Now it is generally assumed amongst activists that the leadership, or at least Mark Serwotka, wants the PCS to merge with Unite.
The Independent Left has no line on whether we should or not merge. In this posting though we want to explore one of the reasons being pushed that could be used to justify a merger; the reason being that we are going bust.
At the 2012 conference we were told that given the current rate of membership loss and projected reductions in the future that within a few years the union will have an income £5 million less than now. The sub text here is that this is an unsustainable loss and something fundamental – hint, hint- has to be done to prevent this state of affairs.
We oppose this viewpoint for a number of reasons. Firstly we think with better tactics the union can “win” on jobs. Secondly we can recruit more members in the civil service and in the commercial sector; decline is not inevitable, at least not decline as the leadership define it; and this brings us on to the third reason. When the leadership raises their concerns over falling incomes, a lot of their fear is not concern with what this would mean for members but what will it mean for full time officer’s wages, numbers, perks and pensions; in other words the bureaucracy of the union is concerned about it’s own material well being.

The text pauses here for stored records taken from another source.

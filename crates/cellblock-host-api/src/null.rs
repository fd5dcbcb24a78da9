//! Permission backend used when group changes are disabled

use async_trait::async_trait;
use cellblock_api::Actor;
use cellblock_util::SubjectId;

use crate::{PermissionError, PermissionInterface, PermissionResult};

/// Fails every call with [`PermissionError::Unsupported`]
#[derive(Debug, Clone, Copy, Default)]
pub struct NullPermissions;

#[async_trait]
impl PermissionInterface for NullPermissions {
    fn name(&self) -> &str {
        "none"
    }

    fn is_null(&self) -> bool {
        true
    }

    async fn fetch_primary_group(&self, _subject: SubjectId) -> PermissionResult<Option<String>> {
        Err(PermissionError::Unsupported)
    }

    async fn fetch_parent_groups(&self, _subject: SubjectId) -> PermissionResult<Vec<String>> {
        Err(PermissionError::Unsupported)
    }

    async fn set_prisoner_group(&self, _subject: SubjectId, _actor: &Actor) -> PermissionResult<()> {
        Err(PermissionError::Unsupported)
    }

    async fn set_parent_groups(
        &self,
        _subject: SubjectId,
        _groups: &[String],
        _actor: &Actor,
    ) -> PermissionResult<()> {
        Err(PermissionError::Unsupported)
    }
}
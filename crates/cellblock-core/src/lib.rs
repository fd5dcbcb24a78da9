//! Prisoner lifecycle engine for cellblockd
//!
//! This crate is the heart of cellblockd, containing:
//! - Sentence clocks (frozen remaining time vs. absolute deadline)
//! - The jail registry
//! - The prisoner registry: jail, release, sweep, connect/disconnect transitions
//! - Typed event publishing

mod jails;
mod prisoner;
mod publish;
mod registry;
mod sentence;

pub use jails::*;
pub use prisoner::*;
pub use publish::*;
pub use registry::*;
pub use sentence::*;

use cellblock_util::JailName;
use thiserror::Error;

/// Errors from registry operations
#[derive(Debug, Clone, Error, PartialEq, Eq)]
pub enum CoreError {
    #[error("No jail named '{0}'")]
    JailNotFound(JailName),

    #[error("Sentence duration must be greater than zero and at most 100 years")]
    InvalidDuration,
}

pub type CoreResult<T> = Result<T, CoreError>;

This is understandable, but for us it is not a key factor. A smaller union – especially given that PCS is increasing its membership density in the areas that it organises- is not a disaster; it is just a smaller union; one where FTO pay and perks cannot be the same as now.
Of course we want to reduce the pay and perks now, not in the future; in other words we want to reduce FTO expenditure regardless of future possible membership loss; even if the union was expanding we would want to do this. A union where FTO wages are not in line with the membership is a union where the concerns of members and paid officials start to diverge.
Therefore, reducing income is not an excuse for a merger.